Students in Haiti often drop out of school in the sixth grade, with a diminishing retention rate thereafter. HUT Outreach is trying to break that statistic. During their visit to Les Cayes, the Michigan Tech team tried to change how the high school students viewed education and experienced learning.
“Project-based learning is a concept where students learn some theory, but also how to apply it outside the classroom, in the real world,” says Breen. “Our three day curriculum was focused around allowing Haitian students to think outside the box, being really inquisitive with hands-on learning projects. Our purpose was not only to expose them to a new way of thinking, but also to help HUT Outreach reform a new generation of Haitians who will be catalysts in creating a new way of approaching education in their country.
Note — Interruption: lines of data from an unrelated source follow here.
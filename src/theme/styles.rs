//! Global CSS styles for the portfolio page.

pub const GLOBAL_STYLES: &str = r#"
/* === CSS Custom Properties === */
:root {
  /* SURFACES */
  --background: #ffffff;
  --secondary: #f1f5f9;
  --border: #e2e8f0;
  --glass: rgba(255, 255, 255, 0.7);

  /* TEXT */
  --foreground: #0f172a;
  --muted: #64748b;

  /* ACCENT */
  --primary: #1e293b;
  --primary-foreground: #f8fafc;

  /* SEMANTIC */
  --success: #16a34a;
  --danger: #dc2626;

  /* Typography */
  --font-sans: 'Inter', system-ui, -apple-system, 'Segoe UI', sans-serif;
  --font-display: 'Playfair Display', Georgia, serif;

  /* Transitions */
  --transition-fast: 150ms ease;
  --transition-normal: 300ms ease;
  --transition-reveal: 700ms cubic-bezier(0.16, 1, 0.3, 1);
}

/* === Global Reset === */
*, *::before, *::after {
  box-sizing: border-box;
  margin: 0;
  padding: 0;
}

html, body {
  height: 100%;
  overflow: hidden;
  font-size: 16px;
  -webkit-font-smoothing: antialiased;
}

body {
  font-family: var(--font-sans);
  background: var(--background);
  color: var(--foreground);
  line-height: 1.6;
}

a {
  color: inherit;
  text-decoration: none;
}

.block { display: block; }
.w-full { width: 100%; }
.muted { color: var(--muted); }

/* === Page Scroll Container === */
.page {
  height: 100vh;
  overflow-y: auto;
  scroll-behavior: smooth;
}

.container {
  max-width: 1200px;
  margin: 0 auto;
  padding: 0 1.5rem;
}

/* === Reveal Animation === */
.reveal-animation {
  opacity: 0;
  transform: translateY(24px);
  transition: opacity var(--transition-reveal), transform var(--transition-reveal);
}

.reveal-animation.active {
  opacity: 1;
  transform: translateY(0);
}

@keyframes fade-in {
  from { opacity: 0; }
  to { opacity: 1; }
}

@keyframes bounce {
  0%, 100% { transform: translateY(0); }
  50% { transform: translateY(-6px); }
}

@keyframes pulse {
  0%, 100% { opacity: 1; }
  50% { opacity: 0.5; }
}

.animate-fade-in { animation: fade-in 1s ease both; }
.animate-bounce { animation: bounce 1.2s infinite; }
.animate-pulse { animation: pulse 1.5s infinite; }

/* === Header === */
.site-header {
  position: sticky;
  top: 0;
  z-index: 50;
  padding: 1rem 0;
  background: transparent;
  transition: background var(--transition-normal), box-shadow var(--transition-normal);
}

.site-header--scrolled {
  background: rgba(255, 255, 255, 0.8);
  backdrop-filter: blur(12px);
  box-shadow: 0 1px 3px rgba(15, 23, 42, 0.08);
}

.header-inner {
  display: flex;
  align-items: center;
  justify-content: space-between;
}

.brand {
  font-family: var(--font-display);
  font-size: 1.25rem;
  font-weight: 500;
}

.desktop-nav {
  display: flex;
  gap: 2rem;
}

.nav-link {
  font-size: 0.875rem;
  font-weight: 500;
  color: rgba(15, 23, 42, 0.8);
  transition: color var(--transition-fast);
}

.nav-link:hover { color: var(--foreground); }

.link-hover {
  background-image: linear-gradient(currentColor, currentColor);
  background-size: 0% 1px;
  background-position: 0 100%;
  background-repeat: no-repeat;
  transition: background-size var(--transition-normal);
}

.link-hover:hover { background-size: 100% 1px; }

.menu-toggle {
  display: none;
  background: none;
  border: none;
  font-size: 1.25rem;
  padding: 0.5rem;
  cursor: pointer;
}

.mobile-nav {
  position: fixed;
  inset: 4rem 0 0 0;
  background: var(--background);
  transform: translateX(100%);
  transition: transform var(--transition-normal);
  z-index: 40;
}

.mobile-nav--open { transform: translateX(0); }

.mobile-nav-links {
  display: flex;
  flex-direction: column;
  align-items: center;
  justify-content: center;
  gap: 2rem;
  height: 100%;
}

.mobile-nav-link { font-size: 1.25rem; font-weight: 500; }

@media (max-width: 768px) {
  .desktop-nav { display: none; }
  .menu-toggle { display: block; }
}

/* === Hero === */
.hero {
  min-height: 100vh;
  display: flex;
  align-items: center;
  justify-content: center;
  position: relative;
}

.hero-gradient {
  background: radial-gradient(circle at 50% 30%, var(--secondary), var(--background) 70%);
}

.hero-inner {
  display: flex;
  flex-direction: column;
  align-items: center;
  text-align: center;
}

.hero-badge {
  display: inline-block;
  padding: 0.25rem 0.75rem;
  margin-bottom: 1.5rem;
  font-size: 0.75rem;
  font-weight: 500;
  background: var(--secondary);
  border-radius: 9999px;
}

.hero-title {
  font-family: var(--font-display);
  font-size: clamp(2.25rem, 6vw, 4.5rem);
  font-weight: 700;
  line-height: 1.1;
  margin-bottom: 1.5rem;
}

.hero-subtitle {
  max-width: 42rem;
  font-size: 1.125rem;
  color: var(--muted);
  margin-bottom: 2.5rem;
}

.scroll-hint {
  position: absolute;
  bottom: 3rem;
  left: 50%;
  transform: translateX(-50%);
  display: flex;
  flex-direction: column;
  align-items: center;
  gap: 0.5rem;
  font-size: 0.875rem;
  color: var(--muted);
  animation-delay: 1.2s;
}

/* === Sections === */
.section { padding: 6rem 0; }
.section--tinted { background: rgba(241, 245, 249, 0.3); }

.section-heading {
  text-align: center;
  margin-bottom: 4rem;
}

.section-title {
  font-family: var(--font-display);
  font-size: 2.25rem;
  font-weight: 600;
  margin-bottom: 0.5rem;
}

.section-subtitle { color: var(--muted); }

.glass-card {
  background: var(--glass);
  backdrop-filter: blur(8px);
  border: 1px solid var(--border);
  border-radius: 0.75rem;
  box-shadow: 0 4px 24px rgba(15, 23, 42, 0.04);
}

.card-grid {
  display: grid;
  grid-template-columns: repeat(auto-fit, minmax(300px, 1fr));
  gap: 2rem;
}

.card-title {
  font-family: var(--font-display);
  font-size: 1.25rem;
  font-weight: 500;
  margin-bottom: 1.5rem;
}

/* === About === */
.about-grid {
  display: grid;
  grid-template-columns: repeat(auto-fit, minmax(320px, 1fr));
  gap: 3rem;
  align-items: center;
}

.about-lead {
  font-family: var(--font-display);
  font-size: 1.5rem;
  font-weight: 500;
  margin-bottom: 1rem;
}

.about-copy { display: grid; gap: 1rem; color: var(--muted); }
.about-cta { margin-top: 2rem; }

.stats-grid {
  display: grid;
  grid-template-columns: repeat(auto-fit, minmax(140px, 1fr));
  gap: 1.5rem;
}

.stat-card {
  padding: 1.5rem;
  display: flex;
  flex-direction: column;
  align-items: center;
  text-align: center;
}

.stat-icon { font-size: 1.5rem; margin-bottom: 1rem; }
.stat-value { font-size: 1.875rem; font-weight: 700; }
.stat-label { font-size: 0.875rem; color: var(--muted); }

/* === Projects === */
.project-card {
  overflow: hidden;
  transition: opacity var(--transition-reveal), transform var(--transition-reveal), box-shadow var(--transition-normal);
}

.project-card.active:hover {
  transform: translateY(-8px);
  box-shadow: 0 20px 40px rgba(15, 23, 42, 0.12);
}

.project-image { height: 12rem; overflow: hidden; }

.project-image img {
  width: 100%;
  height: 100%;
  object-fit: cover;
  transition: transform 700ms ease;
}

.project-card:hover .project-image img { transform: scale(1.1); }

.project-body { padding: 1.5rem; }

.tag-list { display: flex; flex-wrap: wrap; gap: 0.5rem; margin-bottom: 0.75rem; }

.tag {
  font-size: 0.75rem;
  padding: 0.25rem 0.5rem;
  background: var(--secondary);
  border-radius: 9999px;
}

.project-title {
  font-family: var(--font-display);
  font-size: 1.25rem;
  font-weight: 500;
  margin-bottom: 0.5rem;
}

.project-description { font-size: 0.875rem; color: var(--muted); margin-bottom: 1rem; }
.project-links { display: flex; gap: 0.75rem; }
.project-link { font-size: 0.875rem; transition: color var(--transition-fast); }
.project-link:hover { color: var(--primary); }

/* === Skills === */
.skill-card { padding: 1.5rem; }

.skill-category {
  font-family: var(--font-display);
  font-size: 1.25rem;
  font-weight: 500;
  text-align: center;
  margin-bottom: 1.5rem;
}

.skill-list { display: grid; gap: 1rem; }

.skill-row {
  display: flex;
  justify-content: space-between;
  margin-bottom: 0.25rem;
  font-size: 0.875rem;
}

.skill-name { font-weight: 500; }
.skill-level { color: var(--muted); }

.skill-track {
  height: 0.5rem;
  background: var(--secondary);
  border-radius: 9999px;
  overflow: hidden;
}

.skill-bar {
  height: 100%;
  background: var(--primary);
  transform: scaleX(0);
  transform-origin: left;
  transition: transform 1s ease-out;
}

.skill-card.active .skill-bar { transform: scaleX(1); }

/* === Contact === */
.contact-grid {
  display: grid;
  grid-template-columns: repeat(auto-fit, minmax(320px, 1fr));
  gap: 3rem;
}

.contact-card { padding: 2rem; margin-bottom: 2rem; }

.contact-form { display: grid; gap: 1.25rem; }

.form-label {
  display: block;
  font-size: 0.875rem;
  font-weight: 500;
  margin-bottom: 0.25rem;
}

.form-input {
  width: 100%;
  padding: 0.5rem 1rem;
  font: inherit;
  color: inherit;
  background: var(--background);
  border: 1px solid var(--border);
  border-radius: 0.5rem;
  outline: none;
  transition: border-color var(--transition-fast), box-shadow var(--transition-fast);
}

.form-input:focus {
  border-color: var(--primary);
  box-shadow: 0 0 0 1px var(--primary);
}

.form-input:disabled { opacity: 0.6; cursor: not-allowed; }
.form-textarea { resize: none; }

.contact-info { display: grid; gap: 1.5rem; }
.contact-info-row { display: flex; align-items: center; gap: 1rem; }
.contact-info-title { font-size: 0.875rem; font-weight: 500; }

.icon-badge {
  height: 2.5rem;
  width: 2.5rem;
  flex-shrink: 0;
  display: flex;
  align-items: center;
  justify-content: center;
  border-radius: 9999px;
  background: rgba(30, 41, 59, 0.1);
  font-size: 0.875rem;
  font-weight: 600;
}

.icon-badge--link { transition: background var(--transition-fast); }
.icon-badge--link:hover { background: rgba(30, 41, 59, 0.2); }

.social-links { display: flex; gap: 1rem; margin-top: 1.5rem; }

/* === Buttons === */
.btn-primary, .btn-pill {
  display: inline-flex;
  align-items: center;
  justify-content: center;
  gap: 0.5rem;
  font: inherit;
  font-weight: 500;
  color: var(--primary-foreground);
  background: var(--primary);
  border: none;
  cursor: pointer;
  transition: box-shadow var(--transition-normal), transform var(--transition-normal), opacity var(--transition-fast);
}

.btn-primary { padding: 0.75rem 1.5rem; border-radius: 0.5rem; }
.btn-pill { padding: 0.75rem 2rem; border-radius: 9999px; }

.btn-primary.is-disabled { opacity: 0.7; cursor: not-allowed; }

.btn-hover:hover:not(:disabled) {
  box-shadow: 0 10px 20px rgba(15, 23, 42, 0.15);
  transform: translateY(-2px);
}

.btn-icon {
  height: 2.5rem;
  width: 2.5rem;
  border: none;
  border-radius: 9999px;
  background: var(--primary);
  color: var(--primary-foreground);
  cursor: pointer;
  transition: transform var(--transition-normal), box-shadow var(--transition-normal);
}

.btn-icon:hover { transform: translateY(-4px); box-shadow: 0 6px 12px rgba(15, 23, 42, 0.15); }

/* === Footer === */
.site-footer { padding: 3rem 0; background: var(--secondary); }

.footer-inner {
  display: flex;
  flex-direction: column;
  align-items: center;
  text-align: center;
  gap: 1.5rem;
}

.footer-brand h3 {
  font-family: var(--font-display);
  font-size: 1.25rem;
  font-weight: 500;
  margin-bottom: 0.5rem;
}

.divider { height: 1px; width: 6rem; background: var(--border); }
.copyright { font-size: 0.875rem; }

/* === Toasts === */
.toast-viewport {
  position: fixed;
  bottom: 1rem;
  right: 1rem;
  z-index: 100;
  display: flex;
  flex-direction: column;
  gap: 0.5rem;
  list-style: none;
  max-width: 380px;
}

.toast {
  display: flex;
  align-items: flex-start;
  gap: 1rem;
  padding: 1rem 1.25rem;
  background: var(--background);
  border: 1px solid var(--border);
  border-radius: 0.5rem;
  box-shadow: 0 10px 30px rgba(15, 23, 42, 0.12);
  animation: fade-in 200ms ease both;
}

.toast-success { border-left: 4px solid #16a34a; }
.toast-failure { border-left: 4px solid #dc2626; }

.toast-title { font-weight: 600; font-size: 0.875rem; }
.toast-description { font-size: 0.875rem; color: var(--muted); }

.toast-close {
  margin-left: auto;
  background: none;
  border: none;
  font-size: 1rem;
  color: var(--muted);
  cursor: pointer;
}
"#;
//! Toast viewport
//!
//! Renders the visible entries of a [`ToastQueue`](folio_core::ToastQueue).
//! Expiry is driven by the owner of the queue; this component only draws
//! and forwards dismiss clicks.

use dioxus::prelude::*;
use folio_core::{Toast, ToastId};

#[component]
pub fn ToastViewport(toasts: Vec<Toast>, on_dismiss: EventHandler<ToastId>) -> Element {
    rsx! {
        ol { class: "toast-viewport",
            for toast in toasts {
                {
                    let id = toast.id;
                    let class = format!("toast {}", toast.notification.kind.class());
                    rsx! {
                        li {
                            key: "{id}",
                            class: "{class}",
                            role: "status",
                            div { class: "toast-body",
                                div { class: "toast-title", "{toast.notification.title}" }
                                div { class: "toast-description", "{toast.notification.description}" }
                            }
                            button {
                                class: "toast-close",
                                r#type: "button",
                                "aria-label": "Dismiss",
                                onclick: move |_| on_dismiss.call(id),
                                "\u{00D7}"
                            }
                        }
                    }
                }
            }
        }
    }
}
Michigan Tech also gives us these tools and abilities—to be able to really hone in our leadership skills, and innovate ways to help create a better community around us, on a local-to-global spectrum.”
“Our EWH team wanted the students to learn the theory of series and parallel circuits, forces to build bridges, first aid, and how to build water filters,” says Byrne. “This was a challenge, because the students had not been exposed to any of these topics or hands-on learning, and they also spoke a different language.” Byrne is a peer mentor in the Learning with Academic Partners (LEAP) program for first-year engineering students in the Department of Engineering Fundamentals at Michigan Tech, which also provided support for the Haiti trip. Byrne was able put her LEAP experience to good use in Haiti.
“Thanks to our Haitian translator, Wesley, I was able to use a creative twist to help the students gain understanding of the difficult lessons in a way that would be impactful for them,” she says. “As a matter of fact, the lessons we taught in Haiti were very similar to LEAP sessions I have facilitated for first year engineering students at Michigan Tech.”
The Michigan Tech team also visited a local hospital, where they fixed a broken oxygen concentrator, one of only two in the hospital pediatric ward. They also discovered a potential fire hazard at the hospital—auto headlight bulbs used as replacement bulbs on medical lamps. And they noticed a lack of surge protectors to protect medical equipment during power outages.
The EWH team wants to return to Haiti this year to continue to help prepare the next generation of Haitian students, and provide support to the small community where we served. They also want to provide the woman’s center in Les Cayes with its first portable ultrasound machine.
“We really bonded with the community in Les Cayes,” says Isaacson. “We want to help in any way possible to make their lives better. I think we can all agree that all the people of Haiti became our second family the minute we stepped into the country.”